Starting at the line that holds "pub struct WalVectorCollectionDelete" and stopping at the line that holds "This payload contains", restate the records below word for word, with both of those lines included.

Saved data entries
============
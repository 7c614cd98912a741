//! Vector WAL Payloads and Replay
//!
//! This module provides WAL payload types and replay logic for vector operations.
//!
//! ## Design Notes
//!
//! 1. **Transaction-Aware Replay**: WAL replay is handled by the global WAL replayer
//!    which groups entries by transaction ID, only applies committed transactions,
//!    and respects transaction ordering. The vector replayer does NOT need to check
//!    transaction boundaries.
//!
//! 2. **Embedding Storage**: TEMPORARY FORMAT - Full embeddings are stored in WAL
//!    payloads. This bloats WAL size (~3KB per 768-dim vector) but is correct.
//!    future versions may optimize with external embedding storage or delta encoding.
//!
//! 3. **Replay vs Normal Operations**: replay_* methods do NOT write to WAL (they are
//!    replaying from WAL). Normal operations use the VectorStore methods which write WAL.

use crate::primitives::vector::{VectorConfig, VectorConfigSerde, VectorError, VectorId, VectorResult};
use strata_core::{EntityRef, RunId};
use serde::{Deserialize, Serialize};

// ============================================================================
// WAL Entry Type Constants (0x70-0x7F range)
// ============================================================================

/// WAL entry type for vector collection creation
pub const VECTOR_COLLECTION_CREATE: u8 = 0x70;
/// WAL entry type for vector collection deletion
pub const VECTOR_COLLECTION_DELETE: u8 = 0x71;
/// WAL entry type for vector upsert
pub const VECTOR_UPSERT: u8 = 0x72;
/// WAL entry type for vector deletion
pub const VECTOR_DELETE: u8 = 0x73;

// ============================================================================
// WAL Payload Structs
// ============================================================================

/// WAL payload for collection creation
#[derive(Debug, Clone, Serialize, Deserialize)]
pub struct WalVectorCollectionCreate {
    /// Run ID for this collection
    pub run_id: RunId,
    /// Collection name
    pub collection: String,
    /// Collection configuration
    pub config: VectorConfigSerde,
    /// Timestamp of operation (microseconds since epoch)
    pub timestamp: u64,
}

/// WAL payload for collection deletion
#[derive(Debug, Clone, Serialize, Deserialize)]
pub struct WalVectorCollectionDelete {
    /// Run ID for this collection
    pub run_id: RunId,
    /// Collection name
    pub collection: String,
    /// Timestamp of operation (microseconds since epoch)
    pub timestamp: u64,
}

/// WAL payload for vector upsert
///
/// WARNING: TEMPORARY FORMAT
/// This payload contains the full embedding, which:
/// - Bloats WAL size significantly (~3KB per 768-dim vector)
/// - Slows down recovery proportionally
///
/// This is acceptable (correctness over performance).
///
/// Future versions may change this to:
/// - Store embeddings in separate segment
/// - Use delta encoding for updates
/// - Reference external embedding storage
///
/// Any such change MUST be versioned and backward compatible.
#[derive(Debug, Clone, Serialize, Deserialize)]
pub struct WalVectorUpsert {
    /// Run ID for this collection
    pub run_id: RunId,
    /// Collection name
    pub collection: String,
    /// User-provided key
    pub key: String,
    /// Internal vector ID
    pub vector_id: u64,
    /// Full embedding (TEMPORARY: Full embedding in WAL)
    pub embedding: Vec<f32>,
    /// Optional metadata
    pub metadata: Option<serde_json::Value>,
    /// Timestamp of operation (microseconds since epoch)
    pub timestamp: u64,
    /// Optional reference to source document (e.g., JSON doc, KV entry)
    ///
    /// Used by internal search infrastructure to link embeddings back to
    /// their source documents for hydration during search result assembly.
    /// Backwards compatible: old WAL entries without this field will deserialize as None.
    #[serde(default, skip_serializing_if = "Option::is_none")]
    pub source_ref: Option<EntityRef>,
}

/// WAL payload for vector deletion
#[derive(Debug, Clone, Serialize, Deserialize)]
pub struct WalVectorDelete {
    /// Run ID for this collection
    pub run_id: RunId,
    /// Collection name
    pub collection: String,
    /// User-provided key
    pub key: String,
    /// Internal vector ID
    pub vector_id: u64,
    /// Timestamp of operation (microseconds since epoch)
    pub timestamp: u64,
}

// ============================================================================
// Serialization/Deserialization
// ============================================================================

impl WalVectorCollectionCreate {
    /// Serialize to bytes (MessagePack)
    pub fn to_bytes(&self) -> VectorResult<Vec<u8>> {
        rmp_serde::to_vec(self).map_err(|e| VectorError::Serialization(e.to_string()))
    }

    /// Deserialize from bytes (MessagePack)
    pub fn from_bytes(data: &[u8]) -> VectorResult<Self> {
        rmp_serde::from_slice(data).map_err(|e| VectorError::Serialization(e.to_string()))
    }
}

impl WalVectorCollectionDelete {
    /// Serialize to bytes (MessagePack)
    pub fn to_bytes(&self) -> VectorResult<Vec<u8>> {
        rmp_serde::to_vec(self).map_err(|e| VectorError::Serialization(e.to_string()))
    }

    /// Deserialize from bytes (MessagePack)
    pub fn from_bytes(data: &[u8]) -> VectorResult<Self> {
        rmp_serde::from_slice(data).map_err(|e| VectorError::Serialization(e.to_string()))
    }
}

impl WalVectorUpsert {
    /// Serialize to bytes (MessagePack)
    pub fn to_bytes(&self) -> VectorResult<Vec<u8>> {
        rmp_serde::to_vec(self).map_err(|e| VectorError::Serialization(e.to_string()))
    }

    /// Deserialize from bytes (MessagePack)
    pub fn from_bytes(data: &[u8]) -> VectorResult<Self> {
        rmp_serde::from_slice(data).map_err(|e| VectorError::Serialization(e.to_string()))
    }
}

impl WalVectorDelete {
    /// Serialize to bytes (MessagePack)
    pub fn to_bytes(&self) -> VectorResult<Vec<u8>> {
        rmp_serde::to_vec(self).map_err(|e| VectorError::Serialization(e.to_string()))
    }

    /// Deserialize from bytes (MessagePack)
    pub fn from_bytes(data: &[u8]) -> VectorResult<Self> {
        rmp_serde::from_slice(data).map_err(|e| VectorError::Serialization(e.to_string()))
    }
}

// ============================================================================
// Helper Functions
// ============================================================================

/// Get current time in microseconds since Unix epoch
///
/// Returns 0 if system clock is before Unix epoch (clock went backwards).
pub fn now_micros() -> u64 {
    use std::time::{SystemTime, UNIX_EPOCH};
    SystemTime::now()
        .duration_since(UNIX_EPOCH)
        .map(|d| d.as_micros() as u64)
        .unwrap_or(0)
}

/// Create a WalVectorCollectionCreate payload
pub fn create_wal_collection_create(
    run_id: RunId,
    collection: &str,
    config: &VectorConfig,
) -> WalVectorCollectionCreate {
    WalVectorCollectionCreate {
        run_id,
        collection: collection.to_string(),
        config: VectorConfigSerde::from(config),
        timestamp: now_micros(),
    }
}

/// Create a WalVectorCollectionDelete payload
pub fn create_wal_collection_delete(run_id: RunId, collection: &str) -> WalVectorCollectionDelete {
    WalVectorCollectionDelete {
        run_id,
        collection: collection.to_string(),
        timestamp: now_micros(),
    }
}

/// Create a WalVectorUpsert payload
pub fn create_wal_upsert(
    run_id: RunId,
    collection: &str,
    key: &str,
    vector_id: VectorId,
    embedding: &[f32],
    metadata: Option<serde_json::Value>,
) -> WalVectorUpsert {
    WalVectorUpsert {
        run_id,
        collection: collection.to_string(),
        key: key.to_string(),
        vector_id: vector_id.as_u64(),
        embedding: embedding.to_vec(),
        metadata,
        timestamp: now_micros(),
        source_ref: None,
    }
}

/// Create a WalVectorUpsert payload with a source reference
///
/// Use this when the embedding is derived from another entity (e.g., a JSON document)
/// and you want to maintain a link back to the source for search result hydration.
pub fn create_wal_upsert_with_source(
    run_id: RunId,
    collection: &str,
    key: &str,
    vector_id: VectorId,
    embedding: &[f32],
    metadata: Option<serde_json::Value>,
    source_ref: Option<EntityRef>,
) -> WalVectorUpsert {
    WalVectorUpsert {
        run_id,
        collection: collection.to_string(),
        key: key.to_string(),
        vector_id: vector_id.as_u64(),
        embedding: embedding.to_vec(),
        metadata,
        timestamp: now_micros(),
        source_ref,
    }
}

/// Create a WalVectorDelete payload
pub fn create_wal_delete(
    run_id: RunId,
    collection: &str,
    key: &str,
    vector_id: VectorId,
) -> WalVectorDelete {
    WalVectorDelete {
        run_id,
        collection: collection.to_string(),
        key: key.to_string(),
        vector_id: vector_id.as_u64(),
        timestamp: now_micros(),
    }
}

// ============================================================================
// VectorWalReplayer
// ============================================================================

use crate::primitives::vector::{DistanceMetric, VectorStore};

/// Replayer for Vector WAL entries
///
/// Applies WAL entries to VectorStore during recovery.
/// DOES NOT write new WAL entries (that would cause infinite loops).
pub struct VectorWalReplayer<'a> {
    store: &'a VectorStore,
}

impl<'a> VectorWalReplayer<'a> {
    /// Create a new replayer for the given store
    pub fn new(store: &'a VectorStore) -> Self {
        VectorWalReplayer { store }
    }

    /// Apply a WAL entry
    ///
    /// Deserializes the payload and calls the appropriate replay_* method.
    ///
    /// # Arguments
    ///
    /// * `entry_type` - WAL entry type byte (0x70-0x73 for vector operations)
    /// * `payload` - Serialized WAL payload
    pub fn apply(&self, entry_type: u8, payload: &[u8]) -> VectorResult<()> {
        match entry_type {
            VECTOR_COLLECTION_CREATE => {
                let wal = WalVectorCollectionCreate::from_bytes(payload)?;
                let config = VectorConfig {
                    dimension: wal.config.dimension,
                    metric: DistanceMetric::from_byte(wal.config.metric).ok_or_else(|| {
                        VectorError::Serialization(format!("Invalid metric: {}", wal.config.metric))
                    })?,
                    // Use persisted storage_dtype, default to F32 for backward compatibility
                    storage_dtype: crate::primitives::vector::StorageDtype::from_byte(wal.config.storage_dtype)
                        .unwrap_or(crate::primitives::vector::StorageDtype::F32),
                };
                self.store
                    .replay_create_collection(wal.run_id, &wal.collection, config)
            }
            VECTOR_COLLECTION_DELETE => {
                let wal = WalVectorCollectionDelete::from_bytes(payload)?;
                self.store
                    .replay_delete_collection(wal.run_id, &wal.collection)
            }
            VECTOR_UPSERT => {
                let wal = WalVectorUpsert::from_bytes(payload)?;
                self.store.replay_upsert(
                    wal.run_id,
                    &wal.collection,
                    &wal.key,
                    VectorId::new(wal.vector_id),
                    &wal.embedding,
                    wal.metadata,
                    wal.source_ref,
                )
            }
            VECTOR_DELETE => {
                let wal = WalVectorDelete::from_bytes(payload)?;
                self.store.replay_delete(
                    wal.run_id,
                    &wal.collection,
                    &wal.key,
                    VectorId::new(wal.vector_id),
                )
            }
            _ => {
                // Not a vector entry type - skip silently
                Ok(())
            }
        }
    }
}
============
**Solved problem**
pub struct WalVectorCollectionDelete {
    /// Run ID for this collection
    pub run_id: RunId,
    /// Collection name
    pub collection: String,
    /// Timestamp of operation (microseconds since epoch)
    pub timestamp: u64,
}

/// WAL payload for vector upsert
///
/// WARNING: TEMPORARY FORMAT
/// This payload contains the full embedding, which:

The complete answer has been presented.